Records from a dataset
────────────────────────────────────────

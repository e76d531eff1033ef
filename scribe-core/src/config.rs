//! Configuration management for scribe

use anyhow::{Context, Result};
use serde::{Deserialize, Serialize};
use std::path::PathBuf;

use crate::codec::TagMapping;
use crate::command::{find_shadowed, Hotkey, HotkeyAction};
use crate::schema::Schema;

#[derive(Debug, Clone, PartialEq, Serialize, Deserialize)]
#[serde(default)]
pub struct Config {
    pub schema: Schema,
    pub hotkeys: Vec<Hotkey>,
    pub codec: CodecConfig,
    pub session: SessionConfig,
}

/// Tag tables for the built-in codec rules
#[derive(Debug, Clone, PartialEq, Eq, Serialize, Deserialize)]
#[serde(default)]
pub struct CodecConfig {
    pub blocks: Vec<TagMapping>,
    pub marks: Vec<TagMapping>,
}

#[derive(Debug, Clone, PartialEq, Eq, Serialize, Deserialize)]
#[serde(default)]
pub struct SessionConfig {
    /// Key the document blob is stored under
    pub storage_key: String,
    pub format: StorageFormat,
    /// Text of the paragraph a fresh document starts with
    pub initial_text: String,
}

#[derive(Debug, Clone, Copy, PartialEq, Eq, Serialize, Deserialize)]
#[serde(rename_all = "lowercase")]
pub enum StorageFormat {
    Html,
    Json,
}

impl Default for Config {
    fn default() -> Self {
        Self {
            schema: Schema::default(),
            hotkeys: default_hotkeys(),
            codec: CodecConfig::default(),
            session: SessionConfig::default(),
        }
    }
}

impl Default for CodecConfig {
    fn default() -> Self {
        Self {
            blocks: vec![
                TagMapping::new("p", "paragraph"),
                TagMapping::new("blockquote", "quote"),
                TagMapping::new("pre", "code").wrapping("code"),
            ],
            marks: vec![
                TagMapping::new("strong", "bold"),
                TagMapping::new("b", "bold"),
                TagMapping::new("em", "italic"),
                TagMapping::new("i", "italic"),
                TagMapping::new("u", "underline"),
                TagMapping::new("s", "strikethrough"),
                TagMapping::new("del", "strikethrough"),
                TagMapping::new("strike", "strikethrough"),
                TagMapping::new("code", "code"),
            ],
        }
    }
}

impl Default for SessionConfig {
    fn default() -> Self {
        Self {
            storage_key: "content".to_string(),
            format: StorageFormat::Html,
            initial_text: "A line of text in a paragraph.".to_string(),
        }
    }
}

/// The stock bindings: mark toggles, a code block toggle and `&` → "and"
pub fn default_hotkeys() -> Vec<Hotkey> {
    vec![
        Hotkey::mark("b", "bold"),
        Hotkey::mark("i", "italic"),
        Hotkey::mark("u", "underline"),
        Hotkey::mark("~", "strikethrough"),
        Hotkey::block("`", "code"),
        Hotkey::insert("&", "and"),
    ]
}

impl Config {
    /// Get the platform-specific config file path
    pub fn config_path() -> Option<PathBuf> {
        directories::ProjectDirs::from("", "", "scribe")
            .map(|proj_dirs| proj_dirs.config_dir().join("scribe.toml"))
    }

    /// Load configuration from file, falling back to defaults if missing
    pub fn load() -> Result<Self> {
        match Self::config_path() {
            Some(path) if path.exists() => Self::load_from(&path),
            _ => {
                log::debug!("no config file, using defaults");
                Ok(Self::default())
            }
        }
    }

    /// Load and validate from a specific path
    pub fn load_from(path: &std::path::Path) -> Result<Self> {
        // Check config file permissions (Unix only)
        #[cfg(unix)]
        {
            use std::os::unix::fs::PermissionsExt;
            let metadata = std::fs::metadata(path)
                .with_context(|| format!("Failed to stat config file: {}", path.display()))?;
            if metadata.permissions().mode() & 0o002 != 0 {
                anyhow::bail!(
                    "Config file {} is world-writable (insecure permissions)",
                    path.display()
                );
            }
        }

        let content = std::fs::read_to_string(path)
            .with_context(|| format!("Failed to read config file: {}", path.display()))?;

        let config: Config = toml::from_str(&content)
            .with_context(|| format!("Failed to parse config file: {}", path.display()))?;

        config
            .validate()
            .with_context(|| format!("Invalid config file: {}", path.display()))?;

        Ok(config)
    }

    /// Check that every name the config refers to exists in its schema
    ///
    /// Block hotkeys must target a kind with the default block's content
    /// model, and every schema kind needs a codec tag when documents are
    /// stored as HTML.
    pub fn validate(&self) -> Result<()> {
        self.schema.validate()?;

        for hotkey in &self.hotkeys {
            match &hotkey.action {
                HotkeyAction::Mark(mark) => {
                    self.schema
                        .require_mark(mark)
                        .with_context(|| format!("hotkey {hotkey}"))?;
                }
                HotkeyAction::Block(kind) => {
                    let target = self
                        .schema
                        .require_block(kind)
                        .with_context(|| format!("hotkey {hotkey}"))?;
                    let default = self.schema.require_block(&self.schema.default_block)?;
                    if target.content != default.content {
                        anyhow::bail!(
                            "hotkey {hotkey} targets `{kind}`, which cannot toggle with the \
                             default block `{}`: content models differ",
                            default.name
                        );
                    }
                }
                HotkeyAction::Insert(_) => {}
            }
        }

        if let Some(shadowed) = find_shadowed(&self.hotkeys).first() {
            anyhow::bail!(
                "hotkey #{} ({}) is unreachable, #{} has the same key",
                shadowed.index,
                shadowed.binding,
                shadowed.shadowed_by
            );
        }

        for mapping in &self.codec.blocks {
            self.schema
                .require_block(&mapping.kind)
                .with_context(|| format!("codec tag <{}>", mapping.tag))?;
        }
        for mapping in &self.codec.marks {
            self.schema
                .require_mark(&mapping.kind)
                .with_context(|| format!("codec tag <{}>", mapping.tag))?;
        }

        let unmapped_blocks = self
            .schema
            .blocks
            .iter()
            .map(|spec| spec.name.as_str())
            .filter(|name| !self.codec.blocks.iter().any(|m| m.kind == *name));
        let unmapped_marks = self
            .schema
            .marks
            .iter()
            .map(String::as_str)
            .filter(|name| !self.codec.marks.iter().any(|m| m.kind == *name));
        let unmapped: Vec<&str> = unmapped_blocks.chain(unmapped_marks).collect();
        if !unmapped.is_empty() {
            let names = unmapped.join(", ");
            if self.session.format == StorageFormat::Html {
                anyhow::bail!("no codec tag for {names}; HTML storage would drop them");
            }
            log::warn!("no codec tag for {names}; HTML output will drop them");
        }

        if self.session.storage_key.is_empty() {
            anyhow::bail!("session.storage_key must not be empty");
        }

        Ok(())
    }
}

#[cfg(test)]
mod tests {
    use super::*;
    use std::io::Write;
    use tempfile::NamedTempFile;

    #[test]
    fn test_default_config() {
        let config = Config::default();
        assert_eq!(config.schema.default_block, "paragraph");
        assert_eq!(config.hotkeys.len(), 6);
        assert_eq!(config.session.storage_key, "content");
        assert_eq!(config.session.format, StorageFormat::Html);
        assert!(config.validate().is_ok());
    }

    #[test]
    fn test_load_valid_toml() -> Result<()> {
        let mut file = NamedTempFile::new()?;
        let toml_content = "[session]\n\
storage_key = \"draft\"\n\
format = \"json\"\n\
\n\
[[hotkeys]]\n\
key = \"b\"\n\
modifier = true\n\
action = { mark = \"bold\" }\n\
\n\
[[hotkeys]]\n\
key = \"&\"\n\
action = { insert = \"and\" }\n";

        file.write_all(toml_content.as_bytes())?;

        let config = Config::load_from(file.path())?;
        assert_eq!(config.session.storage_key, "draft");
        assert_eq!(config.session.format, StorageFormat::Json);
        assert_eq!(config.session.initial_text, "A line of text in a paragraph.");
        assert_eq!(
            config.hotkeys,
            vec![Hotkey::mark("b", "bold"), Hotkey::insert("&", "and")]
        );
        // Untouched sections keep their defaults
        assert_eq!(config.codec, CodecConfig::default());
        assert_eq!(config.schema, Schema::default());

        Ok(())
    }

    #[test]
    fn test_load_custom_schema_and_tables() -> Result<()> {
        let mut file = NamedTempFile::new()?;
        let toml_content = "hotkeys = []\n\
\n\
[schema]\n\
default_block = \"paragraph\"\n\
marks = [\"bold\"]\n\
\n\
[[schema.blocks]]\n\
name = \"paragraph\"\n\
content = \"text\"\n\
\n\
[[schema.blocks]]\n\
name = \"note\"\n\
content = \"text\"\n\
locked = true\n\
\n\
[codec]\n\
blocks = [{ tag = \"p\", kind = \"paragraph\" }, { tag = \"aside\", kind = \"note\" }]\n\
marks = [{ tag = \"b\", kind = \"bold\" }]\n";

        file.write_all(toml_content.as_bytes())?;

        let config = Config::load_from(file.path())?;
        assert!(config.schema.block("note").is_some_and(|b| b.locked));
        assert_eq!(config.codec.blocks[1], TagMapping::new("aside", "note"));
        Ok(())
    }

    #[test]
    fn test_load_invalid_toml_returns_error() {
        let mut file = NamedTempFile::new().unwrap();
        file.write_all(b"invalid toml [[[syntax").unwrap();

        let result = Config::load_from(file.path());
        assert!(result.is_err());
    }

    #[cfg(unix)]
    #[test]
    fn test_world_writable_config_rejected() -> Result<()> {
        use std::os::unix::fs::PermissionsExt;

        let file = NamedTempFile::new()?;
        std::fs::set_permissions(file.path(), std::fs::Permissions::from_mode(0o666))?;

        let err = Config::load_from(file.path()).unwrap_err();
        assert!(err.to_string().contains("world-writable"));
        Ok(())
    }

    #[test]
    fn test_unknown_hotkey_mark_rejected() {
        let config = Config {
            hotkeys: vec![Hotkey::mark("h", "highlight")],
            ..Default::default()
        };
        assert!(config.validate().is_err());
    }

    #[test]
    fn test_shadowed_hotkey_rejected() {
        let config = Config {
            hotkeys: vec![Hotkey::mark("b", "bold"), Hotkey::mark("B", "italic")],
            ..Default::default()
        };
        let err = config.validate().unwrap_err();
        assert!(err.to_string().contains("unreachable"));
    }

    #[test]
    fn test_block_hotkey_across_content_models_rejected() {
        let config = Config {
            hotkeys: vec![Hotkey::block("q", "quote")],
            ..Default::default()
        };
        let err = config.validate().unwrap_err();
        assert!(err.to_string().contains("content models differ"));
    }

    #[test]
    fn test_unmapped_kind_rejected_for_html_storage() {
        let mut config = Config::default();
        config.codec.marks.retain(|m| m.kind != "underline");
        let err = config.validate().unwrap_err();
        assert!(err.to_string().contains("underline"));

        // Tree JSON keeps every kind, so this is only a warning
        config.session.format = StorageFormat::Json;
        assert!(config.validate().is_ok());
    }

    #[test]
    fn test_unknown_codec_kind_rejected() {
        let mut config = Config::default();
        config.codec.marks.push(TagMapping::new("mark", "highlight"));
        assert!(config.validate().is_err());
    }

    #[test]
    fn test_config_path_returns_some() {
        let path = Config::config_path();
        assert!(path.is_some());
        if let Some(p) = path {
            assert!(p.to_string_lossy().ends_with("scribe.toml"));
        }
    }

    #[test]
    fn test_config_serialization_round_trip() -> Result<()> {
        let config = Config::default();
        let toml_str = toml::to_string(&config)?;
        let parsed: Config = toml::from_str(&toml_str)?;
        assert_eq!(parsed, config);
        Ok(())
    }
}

────────────────────────────────────────

* **Task instructions**
Exactly as written, please reproduce the lines from the first line of the data to the line containing "pub struct CodecConfig", inclusive, and nothing else.

* **Task solution**
repository e76d531eff1033ef
filename scribe-core/src/config.rs
//! Configuration management for scribe

use anyhow::{Context, Result};
use serde::{Deserialize, Serialize};
use std::path::PathBuf;

use crate::codec::TagMapping;
use crate::command::{find_shadowed, Hotkey, HotkeyAction};
use crate::schema::Schema;

#[derive(Debug, Clone, PartialEq, Serialize, Deserialize)]
#[serde(default)]
pub struct Config {
    pub schema: Schema,
    pub hotkeys: Vec<Hotkey>,
    pub codec: CodecConfig,
    pub session: SessionConfig,
}

/// Tag tables for the built-in codec rules
#[derive(Debug, Clone, PartialEq, Eq, Serialize, Deserialize)]
#[serde(default)]
pub struct CodecConfig {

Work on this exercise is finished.